Евгений Поляков - Но кому уподоблю род сей?
До сих пор мы практически только напоминали сказанное ранее, но теперь скажем нечто новое, обратив внимание, что, как может показаться, последний из рабов в итоге становится обладателем одиннадцати динариев, а сие вряд ли вызовет зависть с арифмологической точки зрения. Обладание одиннадцатью динариями есть повод для большого соблазна. Но мы избавлены от него, ибо, хотя последний и назван имеющим десять динариев, на самом-то деле он в итоге единственным из всех рабов становится обладателем именно одного динария, потому что те десять динариев, что были у него, и тайна коих не вызывает затруднений, он отдает хозяину, дабы тот получил свое с прибылью. Так что в итоге он становится обладателем именно одного заветного динария.
20В одной из первых глав мы приводили притчу о смоковнице. Ныне пришла пора взглянуть на нее с новой точки зрения, обращая внимание на числа: «Некто имел в винограднике своем посаженную смоковницу, и пришел искать плода на ней и не нашел; и сказал виноградарю: вот, я третий год прихожу искать плода на этой смоковнице и не нахожу; сруби ее: на что она и место занимает? Но он сказал ему в ответ: господин! оставь ее и на [один] этот год, пока я окопаю ее и обложу навозом, - не принесет ли плода, если же нет, то в следующий год срубишь ее.» (Лк 13:6-9).
Изложенная арифмология не должна оставлять сомнений в символе ожидания Господом плода веры, надежды, любви в третий год. Нас тут должен заботить другой вопрос: каков будет диалог между господином и виноградарем по прошествии еще одного года, то есть на четвертый год? Будет ли необходима новая отсрочка?

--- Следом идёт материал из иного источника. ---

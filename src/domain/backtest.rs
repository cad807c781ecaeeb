//! Backtest engine and event loop.
//!
//! The engine walks a [`PriceTable`] one bar at a time. For each bar it asks
//! the strategy for an [`Action`], fills it at the bar's close against the
//! ledger, then marks every open position to that close and records an
//! [`EquityPoint`]. Statistics are derived once the loop finishes.

use std::collections::HashMap;
use std::sync::Arc;
use std::sync::atomic::{AtomicBool, Ordering};

use chrono::NaiveDateTime;
use tracing::{debug, info, warn};

use super::error::MeridianError;
use super::ledger::{ExecutionPolicy, Ledger};
use super::metrics::{Metrics, TradeStats};
use super::ohlcv::{PriceBar, PriceTable};
use super::position::Trade;
use super::strategy::{Action, Strategy};

#[derive(Debug, Clone, PartialEq)]
pub struct BacktestConfig {
    pub initial_capital: f64,
    pub policy: ExecutionPolicy,
    /// Annual rate, subtracted from daily returns in the Sharpe and Sortino ratios.
    pub risk_free_rate: f64,
}

impl BacktestConfig {
    pub fn new(initial_capital: f64) -> Self {
        BacktestConfig {
            initial_capital,
            policy: ExecutionPolicy::default(),
            risk_free_rate: 0.0,
        }
    }

    pub fn validate(&self) -> Result<(), MeridianError> {
        if !self.initial_capital.is_finite() || self.initial_capital <= 0.0 {
            return Err(MeridianError::invalid_parameter(
                "initial_capital",
                format!("must be positive, got {}", self.initial_capital),
            ));
        }
        if !(0.0..1.0).contains(&self.risk_free_rate) {
            return Err(MeridianError::invalid_parameter(
                "risk_free_rate",
                format!("must be in [0, 1), got {}", self.risk_free_rate),
            ));
        }
        Ok(())
    }
}

#[derive(Debug, Clone, Copy, PartialEq, Eq)]
pub enum EngineState {
    Idle,
    Running,
    Complete,
    Aborted,
}

#[derive(Debug, Clone, Copy, PartialEq)]
pub struct EquityPoint {
    pub timestamp: NaiveDateTime,
    pub equity: f64,
}

/// State accumulated before a run was aborted.
#[derive(Debug, Clone, Default, PartialEq)]
pub struct PartialRun {
    pub equity_curve: Vec<EquityPoint>,
    pub trades: Vec<Trade>,
}

#[derive(Debug, thiserror::Error)]
#[error("backtest aborted: {source}")]
pub struct RunError {
    pub source: MeridianError,
    /// Bar being processed when the run stopped; `None` if it never started.
    pub bar_index: Option<usize>,
    pub partial: PartialRun,
}

impl From<MeridianError> for RunError {
    fn from(source: MeridianError) -> Self {
        RunError {
            source,
            bar_index: None,
            partial: PartialRun::default(),
        }
    }
}

#[derive(Debug, Clone, PartialEq)]
pub struct BacktestResult {
    pub initial_capital: f64,
    pub final_equity: f64,
    pub total_return: f64,
    pub annualized_return: f64,
    pub sharpe_ratio: f64,
    pub sortino_ratio: f64,
    pub max_drawdown: f64,
    pub max_drawdown_duration: usize,
    pub total_trades: usize,
    pub trade_stats: TradeStats,
    pub equity_curve: Vec<EquityPoint>,
    pub trades: Vec<Trade>,
}

impl BacktestResult {
    fn from_run(
        config: &BacktestConfig,
        equity_curve: Vec<EquityPoint>,
        trades: Vec<Trade>,
    ) -> Self {
        let metrics = Metrics::compute(
            &equity_curve,
            &trades,
            config.initial_capital,
            config.risk_free_rate,
        );
        BacktestResult {
            initial_capital: config.initial_capital,
            final_equity: metrics.final_equity,
            total_return: metrics.total_return,
            annualized_return: metrics.annualized_return,
            sharpe_ratio: metrics.sharpe_ratio,
            sortino_ratio: metrics.sortino_ratio,
            max_drawdown: metrics.max_drawdown,
            max_drawdown_duration: metrics.max_drawdown_duration,
            total_trades: metrics.total_trades,
            trade_stats: metrics.trade_stats,
            equity_curve,
            trades,
        }
    }
}

pub struct BacktestEngine {
    config: BacktestConfig,
    state: EngineState,
    stop: Option<Arc<AtomicBool>>,
    trades: Vec<Trade>,
}

impl BacktestEngine {
    pub fn new(config: BacktestConfig) -> Self {
        BacktestEngine {
            config,
            state: EngineState::Idle,
            stop: None,
            trades: Vec::new(),
        }
    }

    /// Check `flag` between bars and abort with `Cancelled` once it is set.
    pub fn with_stop_flag(mut self, flag: Arc<AtomicBool>) -> Self {
        self.stop = Some(flag);
        self
    }

    pub fn state(&self) -> EngineState {
        self.state
    }

    /// Trade log of the last finished or aborted run.
    pub fn get_trades(&self) -> &[Trade] {
        &self.trades
    }

    pub fn run_backtest<S>(
        &mut self,
        strategy: &S,
        data: &PriceTable,
    ) -> Result<BacktestResult, RunError>
    where
        S: Strategy + ?Sized,
    {
        self.state = EngineState::Running;
        self.trades.clear();

        if let Err(err) = self.config.validate() {
            return Err(self.abort(err, None, PartialRun::default()));
        }
        if data.is_empty() {
            return Err(self.abort(MeridianError::EmptyDataset, None, PartialRun::default()));
        }

        info!(
            strategy = %strategy.name(),
            bars = data.len(),
            initial_capital = self.config.initial_capital,
            "starting backtest"
        );

        let bars = data.bars();
        let mut ledger = Ledger::new(self.config.initial_capital, self.config.policy);
        let mut equity_curve = Vec::with_capacity(bars.len());

        for (i, bar) in bars.iter().enumerate() {
            if self.stop_requested() {
                let partial = PartialRun {
                    equity_curve,
                    trades: ledger.take_trades(),
                };
                return Err(self.abort(
                    MeridianError::Cancelled { bars_processed: i },
                    Some(i),
                    partial,
                ));
            }

            let action = strategy.on_bar(
                bar,
                ledger.snapshot_positions(),
                ledger.cash(),
                &bars[..=i],
            );

            if let Err(err) = execute(&mut ledger, &action, bar) {
                let partial = PartialRun {
                    equity_curve,
                    trades: ledger.take_trades(),
                };
                return Err(self.abort(err, Some(i), partial));
            }

            equity_curve.push(EquityPoint {
                timestamp: bar.timestamp,
                equity: mark_at_close(&ledger, bar.close),
            });
        }

        let trades = ledger.take_trades();
        self.trades = trades.clone();
        self.state = EngineState::Complete;

        let result = BacktestResult::from_run(&self.config, equity_curve, trades);
        info!(
            final_equity = result.final_equity,
            total_return = result.total_return,
            trades = result.total_trades,
            "backtest complete"
        );
        Ok(result)
    }

    fn stop_requested(&self) -> bool {
        self.stop
            .as_ref()
            .is_some_and(|flag| flag.load(Ordering::Relaxed))
    }

    fn abort(
        &mut self,
        source: MeridianError,
        bar_index: Option<usize>,
        partial: PartialRun,
    ) -> RunError {
        warn!(
            error = %source,
            bar = ?bar_index,
            bars_recorded = partial.equity_curve.len(),
            "backtest aborted"
        );
        self.trades = partial.trades.clone();
        self.state = EngineState::Aborted;
        RunError {
            source,
            bar_index,
            partial,
        }
    }
}

/// Run `strategy` over `data` with the default execution policy.
pub fn run_backtest<S>(
    strategy: &S,
    data: &PriceTable,
    initial_capital: f64,
) -> Result<BacktestResult, RunError>
where
    S: Strategy + ?Sized,
{
    BacktestEngine::new(BacktestConfig::new(initial_capital)).run_backtest(strategy, data)
}

fn execute(ledger: &mut Ledger, action: &Action, bar: &PriceBar) -> Result<(), MeridianError> {
    let Some(order) = action.to_order(bar.close) else {
        return Ok(());
    };
    if !order.quantity.is_finite() || order.quantity <= 0.0 {
        return Err(MeridianError::invalid_action(format!(
            "strategy returned non-positive quantity {} for {}",
            order.quantity, order.symbol
        )));
    }
    let trade = ledger.apply(&order, bar.timestamp)?;
    debug!(
        symbol = %trade.symbol,
        side = %trade.side,
        quantity = trade.quantity,
        price = trade.price,
        timestamp = %trade.timestamp,
        "fill"
    );
    Ok(())
}

/// The table carries one instrument, so every open position is valued at
/// the current bar's close.
fn mark_at_close(ledger: &Ledger, close: f64) -> f64 {
    let prices: HashMap<String, f64> = ledger
        .snapshot_positions()
        .keys()
        .map(|symbol| (symbol.clone(), close))
        .collect();
    ledger.mark_to_market(&prices)
}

Ответ на сей вопрос заключается в преодолении ограничений мира (космоса), что наступает по прошествии четырех - месяцев ли, лет ли - сие в арифмологии не очень важно: «Не говорите ли вы, что еще четыре месяца, и настанет жатва?» (Ин 4:35). Иначе говоря, если мы представим себе этот диалог спустя буквально понимаемый год, то содержание его ничуть не изменится. По прошествии же четырех символических лет не нужно уже будет просить отсрочки.

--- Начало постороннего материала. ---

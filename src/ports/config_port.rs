//! Configuration access port trait.
//!
//! Typed getters return `Ok(None)` for a missing key and an error for a
//! value that is present but does not parse.

use crate::domain::error::MeridianError;

pub trait ConfigPort {
    fn get_string(&self, section: &str, key: &str) -> Option<String>;
    fn get_int(&self, section: &str, key: &str) -> Result<Option<i64>, MeridianError>;
    fn get_double(&self, section: &str, key: &str) -> Result<Option<f64>, MeridianError>;
    fn get_bool(&self, section: &str, key: &str) -> Result<Option<bool>, MeridianError>;
}
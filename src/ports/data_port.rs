//! Price data access port trait.

use crate::domain::error::MeridianError;
use crate::domain::ohlcv::PriceTable;
use std::path::Path;

pub trait DataPort {
    /// Load a validated, strictly time-ordered price table.
    fn load_prices(&self, path: &Path) -> Result<PriceTable, MeridianError>;
}
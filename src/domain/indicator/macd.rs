//! MACD (Moving Average Convergence Divergence) indicator.
//!
//! MACD Line = EMA(fast) - EMA(slow)
//! Signal Line = EMA(signal) of MACD Line, seeded once the line is defined
//! Histogram = MACD Line - Signal Line
//!
//! Default parameters: fast=12, slow=26, signal=9
//! Warmup: max(fast, slow) - 1 points for the line, plus signal - 1 for
//! the signal line and histogram.

use super::ema::ema_of_defined;
use super::{Series, check_window, ema};
use crate::domain::error::MeridianError;

pub const DEFAULT_FAST: usize = 12;
pub const DEFAULT_SLOW: usize = 26;
pub const DEFAULT_SIGNAL: usize = 9;

#[derive(Debug, Clone, PartialEq)]
pub struct MacdSeries {
    pub line: Series,
    pub signal: Series,
    pub histogram: Series,
}

pub fn macd(
    series: &[f64],
    fast: usize,
    slow: usize,
    signal: usize,
) -> Result<MacdSeries, MeridianError> {
    check_window("fast", fast, series.len())?;
    check_window("slow", slow, series.len())?;
    check_window("signal", signal, series.len())?;

    let ema_fast = ema(series, fast)?;
    let ema_slow = ema(series, slow)?;

    let line: Series = ema_fast
        .iter()
        .zip(&ema_slow)
        .map(|(f, s)| Some((*f)? - (*s)?))
        .collect();

    let signal_line = ema_of_defined(&line, signal);

    let histogram = line
        .iter()
        .zip(&signal_line)
        .map(|(l, s)| Some((*l)? - (*s)?))
        .collect();

    Ok(MacdSeries {
        line,
        signal: signal_line,
        histogram,
    })
}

21Вернемся теперь к одной недоговоренности, оставшейся нам от притчи о неверном управителе. Итогом его догадливости, как помнит читатель, остались долги «сынов света», составившие восемьдесят мер масла и пятьдесят мер пшеницы. О символах масла и пшеницы мы уже не находим нужным говорить в связи с арифмологией, а числа восемьдесят и пятьдесят заслуживаю именно ныне пристального внимания. Прежде всего представим восемьдесят как 80 = 8 Х 10, а пятьдесят как 50 = 5 Х 10. И тут нам становится ясно, что невозможно требовать от всех сынов света, должников, преображения (12) - им не остается иного, нежели погашать оставшийся долг, отрабатывая в круге палингенезии (10), отрабатывать копая, познавая тайны Царствия Божия (5), в чем им незаменимую услугу окажет откровение (8). Все просто, как видит читатель. По сути же здесь вновь, только в иной формулировке видима тайна евхаристии: хлеб (учение о тайнах Царствия Божия - 5) и вино (откровение - 8).

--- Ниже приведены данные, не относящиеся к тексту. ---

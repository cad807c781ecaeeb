//! Performance analyzer.
//!
//! Every statistic here is computed in one pass over a finished equity curve
//! and trade log. Nothing is accumulated while the backtest runs.

use super::backtest::EquityPoint;
use super::ohlcv::days_between;
use super::position::Trade;

const TRADING_DAYS_PER_YEAR: f64 = 252.0;
const DAYS_PER_YEAR: f64 = 365.0;

/// Statistics over fills that realized P&L.
#[derive(Debug, Clone, Default, PartialEq)]
pub struct TradeStats {
    pub closing_trades: usize,
    pub winning_trades: usize,
    pub losing_trades: usize,
    pub win_rate: f64,
    /// Gross profit over gross loss. Infinite when there are wins and no losses.
    pub profit_factor: f64,
    pub avg_win: f64,
    /// Reported as a positive magnitude.
    pub avg_loss: f64,
    pub largest_win: f64,
    /// Reported as a positive magnitude.
    pub largest_loss: f64,
}

#[derive(Debug, Clone, PartialEq)]
pub struct Metrics {
    pub final_equity: f64,
    pub total_return: f64,
    pub annualized_return: f64,
    pub sharpe_ratio: f64,
    pub sortino_ratio: f64,
    pub max_drawdown: f64,
    /// Longest run of consecutive bars below the running peak.
    pub max_drawdown_duration: usize,
    pub total_trades: usize,
    pub trade_stats: TradeStats,
}

impl Metrics {
    pub fn compute(
        equity_curve: &[EquityPoint],
        trades: &[Trade],
        initial_capital: f64,
        risk_free_rate: f64,
    ) -> Self {
        let final_equity = equity_curve
            .last()
            .map(|p| p.equity)
            .unwrap_or(initial_capital);

        let total_return = total_return(initial_capital, final_equity);
        let annualized_return = annualized_return(equity_curve, total_return);

        let daily_rf = risk_free_rate / TRADING_DAYS_PER_YEAR;
        let returns = period_returns(equity_curve);
        let sharpe_ratio = sharpe_ratio(&returns, daily_rf);
        let sortino_ratio = sortino_ratio(&returns, daily_rf);

        let (max_drawdown, max_drawdown_duration) = compute_drawdown(equity_curve);

        Metrics {
            final_equity,
            total_return,
            annualized_return,
            sharpe_ratio,
            sortino_ratio,
            max_drawdown,
            max_drawdown_duration,
            total_trades: trades.len(),
            trade_stats: TradeStats::compute(trades),
        }
    }
}

impl TradeStats {
    pub fn compute(trades: &[Trade]) -> Self {
        let mut stats = TradeStats::default();
        let mut total_wins = 0.0_f64;
        let mut total_losses = 0.0_f64;

        for pnl in trades.iter().filter_map(|t| t.realized_pnl) {
            stats.closing_trades += 1;
            if pnl > 0.0 {
                stats.winning_trades += 1;
                total_wins += pnl;
                stats.largest_win = stats.largest_win.max(pnl);
            } else if pnl < 0.0 {
                stats.losing_trades += 1;
                total_losses += pnl.abs();
                stats.largest_loss = stats.largest_loss.max(pnl.abs());
            }
        }

        if stats.closing_trades > 0 {
            stats.win_rate = stats.winning_trades as f64 / stats.closing_trades as f64;
        }
        stats.profit_factor = if total_losses > 0.0 {
            total_wins / total_losses
        } else if total_wins > 0.0 {
            f64::INFINITY
        } else {
            0.0
        };
        if stats.winning_trades > 0 {
            stats.avg_win = total_wins / stats.winning_trades as f64;
        }
        if stats.losing_trades > 0 {
            stats.avg_loss = total_losses / stats.losing_trades as f64;
        }
        stats
    }
}

pub fn total_return(initial_capital: f64, final_equity: f64) -> f64 {
    if initial_capital > 0.0 {
        (final_equity - initial_capital) / initial_capital
    } else {
        0.0
    }
}

/// Compound `total_return` over the calendar span of the curve.
///
/// Zero when the curve spans no time. A wiped-out account (1 + r <= 0)
/// annualizes to -1.
pub fn annualized_return(equity_curve: &[EquityPoint], total_return: f64) -> f64 {
    let (Some(first), Some(last)) = (equity_curve.first(), equity_curve.last()) else {
        return 0.0;
    };
    let days = days_between(first.timestamp, last.timestamp);
    if days <= 0.0 || !total_return.is_finite() {
        return 0.0;
    }
    let growth = 1.0 + total_return;
    if growth <= 0.0 {
        return -1.0;
    }
    growth.powf(DAYS_PER_YEAR / days) - 1.0
}

fn period_returns(equity_curve: &[EquityPoint]) -> Vec<f64> {
    equity_curve
        .windows(2)
        .map(|w| {
            let prev = w[0].equity;
            let curr = w[1].equity;
            if prev > 0.0 { (curr - prev) / prev } else { 0.0 }
        })
        .collect()
}

/// Annualized Sharpe ratio using the sample standard deviation.
///
/// Zero when there are fewer than two returns or they have no variance.
pub fn sharpe_ratio(returns: &[f64], daily_rf: f64) -> f64 {
    if returns.len() < 2 {
        return 0.0;
    }
    let n = returns.len() as f64;
    let mean = returns.iter().sum::<f64>() / n;
    let variance = returns.iter().map(|r| (r - mean).powi(2)).sum::<f64>() / (n - 1.0);
    let stddev = variance.sqrt();

    if stddev > 0.0 {
        (mean - daily_rf) / stddev * TRADING_DAYS_PER_YEAR.sqrt()
    } else {
        0.0
    }
}

/// Like Sharpe but penalizing only returns below the risk-free rate.
pub fn sortino_ratio(returns: &[f64], daily_rf: f64) -> f64 {
    if returns.len() < 2 {
        return 0.0;
    }
    let n = returns.len() as f64;
    let mean = returns.iter().sum::<f64>() / n;
    let downside = returns
        .iter()
        .filter(|&&r| r < daily_rf)
        .map(|&r| (r - daily_rf).powi(2))
        .sum::<f64>()
        / n;
    let downside_stddev = downside.sqrt();

    if downside_stddev > 0.0 {
        (mean - daily_rf) / downside_stddev * TRADING_DAYS_PER_YEAR.sqrt()
    } else {
        0.0
    }
}

/// Maximum peak-to-trough decline as a fraction of the running peak, and
/// the longest stretch of bars spent below a peak.
pub fn compute_drawdown(equity_curve: &[EquityPoint]) -> (f64, usize) {
    let Some(first) = equity_curve.first() else {
        return (0.0, 0);
    };

    let mut peak = first.equity;
    let mut max_dd = 0.0_f64;
    let mut max_duration = 0usize;
    let mut duration = 0usize;

    for point in equity_curve {
        if point.equity >= peak {
            peak = point.equity;
            duration = 0;
            continue;
        }
        duration += 1;
        max_duration = max_duration.max(duration);
        if peak > 0.0 {
            max_dd = max_dd.max((peak - point.equity) / peak);
        }
    }

    (max_dd, max_duration)
}
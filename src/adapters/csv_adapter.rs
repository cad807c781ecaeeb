//! CSV file data adapter.
//!
//! Expects a header row naming `timestamp` (or `date`), `open`, `high`,
//! `low`, `close` and `volume`, in any order and case.

use crate::domain::error::MeridianError;
use crate::domain::ohlcv::{PriceBar, PriceTable};
use crate::ports::data_port::DataPort;
use chrono::{NaiveDate, NaiveDateTime};
use std::fs;
use std::io::Read;
use std::path::Path;

const DATETIME_FORMATS: [&str; 2] = ["%Y-%m-%d %H:%M:%S", "%Y-%m-%dT%H:%M:%S"];
const DATE_FORMAT: &str = "%Y-%m-%d";

#[derive(Debug, Clone, Copy, Default)]
pub struct CsvAdapter;

impl CsvAdapter {
    pub fn new() -> Self {
        Self
    }

    /// Parse CSV text from any reader into a validated price table.
    pub fn parse_prices<R: Read>(&self, reader: R) -> Result<PriceTable, MeridianError> {
        let mut rdr = csv::ReaderBuilder::new()
            .trim(csv::Trim::All)
            .from_reader(reader);

        let headers = rdr.headers().map_err(|e| MeridianError::Data {
            reason: format!("CSV header error: {}", e),
        })?;
        let columns = Columns::locate(headers)?;

        let mut bars = Vec::new();
        for (row, result) in rdr.records().enumerate() {
            let record = result.map_err(|e| MeridianError::Data {
                reason: format!("CSV parse error: {}", e),
            })?;
            bars.push(columns.bar(&record, row + 1)?);
        }

        PriceTable::new(bars)
    }
}

impl DataPort for CsvAdapter {
    fn load_prices(&self, path: &Path) -> Result<PriceTable, MeridianError> {
        let content = fs::read_to_string(path).map_err(|e| MeridianError::Data {
            reason: format!("failed to read {}: {}", path.display(), e),
        })?;
        self.parse_prices(content.as_bytes())
    }
}

struct Columns {
    timestamp: usize,
    open: usize,
    high: usize,
    low: usize,
    close: usize,
    volume: usize,
}

impl Columns {
    fn locate(headers: &csv::StringRecord) -> Result<Self, MeridianError> {
        let find = |names: &[&str]| {
            headers
                .iter()
                .position(|h| names.iter().any(|n| h.eq_ignore_ascii_case(n)))
                .ok_or_else(|| MeridianError::Data {
                    reason: format!("missing {} column", names[0]),
                })
        };
        Ok(Columns {
            timestamp: find(&["timestamp", "date"])?,
            open: find(&["open"])?,
            high: find(&["high"])?,
            low: find(&["low"])?,
            close: find(&["close"])?,
            volume: find(&["volume"])?,
        })
    }

    fn bar(&self, record: &csv::StringRecord, row: usize) -> Result<PriceBar, MeridianError> {
        let raw = record.get(self.timestamp).ok_or_else(|| MeridianError::Data {
            reason: format!("row {}: missing timestamp", row),
        })?;
        Ok(PriceBar {
            timestamp: parse_timestamp(raw).ok_or_else(|| MeridianError::Data {
                reason: format!(
                    "row {}: invalid timestamp {:?}, expected YYYY-MM-DD or YYYY-MM-DD HH:MM:SS",
                    row, raw
                ),
            })?,
            open: number(record, self.open, "open", row)?,
            high: number(record, self.high, "high", row)?,
            low: number(record, self.low, "low", row)?,
            close: number(record, self.close, "close", row)?,
            volume: number(record, self.volume, "volume", row)?,
        })
    }
}

fn parse_timestamp(raw: &str) -> Option<NaiveDateTime> {
    DATETIME_FORMATS
        .iter()
        .find_map(|fmt| NaiveDateTime::parse_from_str(raw, fmt).ok())
        .or_else(|| {
            NaiveDate::parse_from_str(raw, DATE_FORMAT)
                .ok()?
                .and_hms_opt(0, 0, 0)
        })
}

fn number(
    record: &csv::StringRecord,
    index: usize,
    name: &str,
    row: usize,
) -> Result<f64, MeridianError> {
    let raw = record.get(index).ok_or_else(|| MeridianError::Data {
        reason: format!("row {}: missing {} value", row, name),
    })?;
    let value: f64 = raw.parse().map_err(|e| MeridianError::Data {
        reason: format!("row {}: invalid {} value {:?}: {}", row, name, raw, e),
    })?;
    if !value.is_finite() {
        return Err(MeridianError::Data {
            reason: format!("row {}: {} must be finite", row, name),
        });
    }
    Ok(value)
}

22Взглянем еще на один эпизод, на сей раз Ветхого Завета, описывающий деяния пророка Елисея сразу после сотворения им уже истолкованного чуда об оздоровлении вод (4 Цар 2:19-22): «И пошел он оттуда в Вефиль. Когда он шел дорогою, малые дети вышли из города, и насмехались над ним, и говорили ему: иди, плешивый! иди, плешивый! Он оглянулся и увидел их, и проклял их именем Господним: И вышли две медведицы из леса, и растерзали из них сорок два ребенка.» (4 Цар 2:23,24).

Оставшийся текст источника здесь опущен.